XLV. Возвращение в Будапешт
 
            Приехав в Москву, я немедленно явился в МОПР, с которым я и раньше имел дело. Уже несколько месяцев назад я переслал через местный (ужгородский) МОПР анкету, в которой дал ответы на множество вопросов. В Москве мне сообщили, что отъезд не может быть очень быстрым, как я думаю, поэтому мне дадут направление в гостиницу, которую МОПР будет оплачивать. Я должен был сдать все свои бумаги и ждать оформления документов.
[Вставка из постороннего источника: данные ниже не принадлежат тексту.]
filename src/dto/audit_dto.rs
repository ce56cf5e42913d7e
use serde::Deserialize;
use uuid::Uuid;

use crate::models::AuditLog;

/// Límite por defecto de entradas devueltas
pub const DEFAULT_AUDIT_LIMIT: i64 = 100;

// Filtros para consultar el log de auditoría
#[derive(Debug, Clone, Default, Deserialize)]
pub struct AuditLogFilters {
    pub entity_type: Option<String>,
    pub entity_id: Option<Uuid>,
    pub action: Option<String>,
    pub limit: Option<i64>,
}

impl AuditLogFilters {
    pub fn matches(&self, entry: &AuditLog) -> bool {
        self.entity_type.as_deref().map_or(true, |t| t == entry.entity_type)
            && self.entity_id.map_or(true, |id| id == entry.entity_id)
            && self.action.as_deref().map_or(true, |a| a == entry.action)
    }

    pub fn effective_limit(&self) -> i64 {
        self.limit.unwrap_or(DEFAULT_AUDIT_LIMIT).clamp(1, super::MAX_PAGE_SIZE)
    }
}
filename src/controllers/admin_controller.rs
use std::sync::Arc;

use serde_json::json;
use uuid::Uuid;
use validator::Validate;

use crate::dto::admin_dto::{AdminUser, InviteUserRequest};
use crate::dto::audit_dto::AuditLogFilters;
use crate::dto::ApiResponse;
use crate::models::{Actor, AuditAction, AuditLog, EntityType};
use crate::repositories::DataStore;
use crate::services::{AdminAuthClient, AuditService};
use crate::state::AppState;
use crate::utils::errors::AppError;

/// Usuarios del panel (vía API admin de Auth) y consulta de auditoría
pub struct AdminController {
    store: Arc<dyn DataStore>,
    admin_auth: Option<Arc<AdminAuthClient>>,
}

impl AdminController {
    pub fn new(state: &AppState) -> Self {
        Self {
            store: state.store.clone(),
            admin_auth: state.admin_auth.clone(),
        }
    }

    fn auth_client(&self) -> Result<&AdminAuthClient, AppError> {
        self.admin_auth
            .as_deref()
            .ok_or_else(|| AppError::Internal("Gestão de usuários não configurada".to_string()))
    }

    pub async fn list_users(&self) -> Result<Vec<AdminUser>, AppError> {
        self.auth_client()?.list_users().await
    }

    pub async fn invite_user(
        &self,
        actor: &Actor,
        request: InviteUserRequest,
    ) -> Result<ApiResponse<AdminUser>, AppError> {
        request.validate()?;
        let user = self.auth_client()?.create_user(&request).await?;

        AuditService::new(self.store.as_ref())
            .record(
                actor,
                AuditAction::UserInvited,
                EntityType::User,
                user.id,
                json!({ "email": user.email }),
            )
            .await?;

        Ok(ApiResponse::success_with_message(user, "Usuário criado com sucesso"))
    }

    pub async fn remove_user(&self, actor: &Actor, user_id: Uuid) -> Result<ApiResponse<()>, AppError> {
        if user_id == actor.user_id {
            return Err(AppError::BadRequest("Não é possível remover o próprio usuário".to_string()));
        }
        self.auth_client()?.delete_user(user_id).await?;

        AuditService::new(self.store.as_ref())
            .record(actor, AuditAction::UserRemoved, EntityType::User, user_id, json!({}))
            .await?;

        Ok(ApiResponse::message("Usuário removido com sucesso"))
    }

    pub async fn audit_logs(&self, filters: AuditLogFilters) -> Result<Vec<AuditLog>, AppError> {
        self.store.list_audit_logs(&filters).await
    }
}
use axum::{
    extract::{Path, Query, State},
    routing::{delete, get},
    Extension, Json, Router,
};
use uuid::Uuid;

use crate::controllers::AdminController;
use crate::dto::admin_dto::{AdminUser, InviteUserRequest};
use crate::dto::audit_dto::AuditLogFilters;
use crate::dto::ApiResponse;
use crate::models::{Actor, AuditLog};
use crate::state::AppState;
use crate::utils::errors::AppError;

pub fn create_admin_router() -> Router<AppState> {
    Router::new()
        .route("/users", get(list_users).post(invite_user))
        .route("/users/:id", delete(remove_user))
}

pub async fn list_audit_logs(
    State(state): State<AppState>,
    Query(filters): Query<AuditLogFilters>,
) -> Result<Json<Vec<AuditLog>>, AppError> {
    let controller = AdminController::new(&state);
    Ok(Json(controller.audit_logs(filters).await?))
}

async fn list_users(State(state): State<AppState>) -> Result<Json<Vec<AdminUser>>, AppError> {
    let controller = AdminController::new(&state);
    Ok(Json(controller.list_users().await?))
}

async fn invite_user(
    State(state): State<AppState>,
    Extension(actor): Extension<Actor>,
    Json(request): Json<InviteUserRequest>,
) -> Result<Json<ApiResponse<AdminUser>>, AppError> {
    let controller = AdminController::new(&state);
    Ok(Json(controller.invite_user(&actor, request).await?))
}

async fn remove_user(
    State(state): State<AppState>,
    Extension(actor): Extension<Actor>,
    Path(id): Path<Uuid>,
) -> Result<Json<ApiResponse<()>>, AppError> {
    let controller = AdminController::new(&state);
    Ok(Json(controller.remove_user(&actor, id).await?))
}
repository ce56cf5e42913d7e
//! Módulo de base de datos
//!
//! Maneja la conexión y las migraciones de PostgreSQL

pub mod connection;

pub use connection::connect_and_migrate;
            В эти времена в Москве магазины были почти пустыми. В противоположность этому, на рынках велась такая бойкая торговля, как в любом большом венгерском провинциальном городе. Здесь можно было купить все на свете, но, конечно, за большие деньги. За деньги здесь продавали все: ордена, инженерные дипломы. Я, к примеру, купил пару обуви из прекрасной заграничной кожи, изготовленные сапожником, за 1000 рублей. Где украли эту кожу, сказать было трудно. В магазине такие ботинки стоили бы 200 рублей. Я купил кожаное пальто за 7000 рублей, оно, вероятно, было привезено из-за границы. Я заплатил за него по меньшей мере в десять раз больше магазинной цены. Только в магазинах этого купить было нельзя.
            Я прослонялся так в Москве около 8-10 дней, когда женщина, занимавшаяся моим делом, сообщила что на следующий день отправляется самолет, на который они могут обеспечить место. Готов ли я уехать завтра? Конечно, я был готов. В пять часов утра за мной прибыл автобус, и меня отвезли на аэродром. Мы вылетели рано утром, но будапештский аэропорт не принимал нас. Нам пришлось вернуться во Львов (Лемберг). Здесь мы провели ночь и на следующее утро снова отправились. На этот раз аэродром в Будапеште нас принял, и 16 февраля 1947 года я прибыл в Будапешт.
            Я жил и работал в Советском Союзе с января 1922 по февраль 1947 года.